DISTINCT will eliminate duplicates across all fields actually included in
the query's output. DISTINCTROW just indicates that the same actual source
rows should not be output more than once, but different rows that happen to
contain the same data will still be included in the output. Sounds like you
need DISTINCT instead.
 
G

Guest

Hi Rick,

Thanks for the help. I just tried Distinct instead and dropped 7 rows to
5377 but I am still seeing information that is identical. Within the first
32 rows I have found 9 rows that completely match 9 other rows. Here is the
SQL:

SELECT DISTINCT Combined.strName, Combined.strPhone, Combined.strMailZone
FROM Combined;

Besides going through 5377 records to delete them myself is there anything
else I can do?
 
R

Rick Brandt

Ann said:
Hi Rick,

Thanks for the help. I just tried Distinct instead and dropped 7
rows to 5377 but I am still seeing information that is identical.
Within the first 32 rows I have found 9 rows that completely match 9
other rows. Here is the SQL:

SELECT DISTINCT Combined.strName, Combined.strPhone,
Combined.strMailZone FROM Combined;

Besides going through 5377 records to delete them myself is there
anything else I can do?

The only thing I can think of is that the rows are "similar" but not exactly
identical. Padding on the end perhaps that you can't see?
 
M

Michel Walsh

Hi,


The DISTINCT works by considering all the SELECTed fields.
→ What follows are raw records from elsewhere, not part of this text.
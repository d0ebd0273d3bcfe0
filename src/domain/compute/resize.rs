use crate::domain::block_device::mapping::is_volume_backed;
use crate::domain::compute::compute_api::ComputeApi;
use crate::domain::compute::guard::{self, check_instance_host, check_instance_lock};
use crate::domain::compute::notifications::{InstanceAction, notify_about_instance_usage, record_action_start};
use crate::domain::config::CellType;
use crate::domain::context::RequestContext;
use crate::domain::instance::flavor::Flavor;
use crate::domain::instance::instance::Instance;
use crate::domain::instance::migration::{Migration, MigrationId, MigrationStatus, MigrationType};
use crate::domain::instance::vm_state::TaskState;
use crate::domain::quota::deltas::{downsize, reverse_upsize, upsize};
use crate::domain::quota::headroom::{headroom, over_quota_detail};
use crate::domain::quota::ledger::QuotaDeltas;
use crate::domain::quota::reservation::QuotaReservation;
use crate::domain::services::compute_rpc::HostWorkOrder;
use crate::domain::services::conductor::{ConductorTask, FilterProperties, RequestedDestination};
use crate::domain::utils::id::{FlavorId, HostName, InstanceId};
use crate::error::{Error, Result};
So, you may get
the same strName repeated many times, but each time, it would be with a
different strPhone or a different strMailZone.



SELECT strName, LAST(strPhone), LAST(strMailZone)
FROM combined
GROUP BY strName


would list each name only once, with one of its phone and mail zone value.


DISTINCTROW, for a select, has an effect only in a join where not all the
implied tables supply a field in the SELECT clause. Otherwise, it behaves
just like a DISTINCT (for a SELECT query type).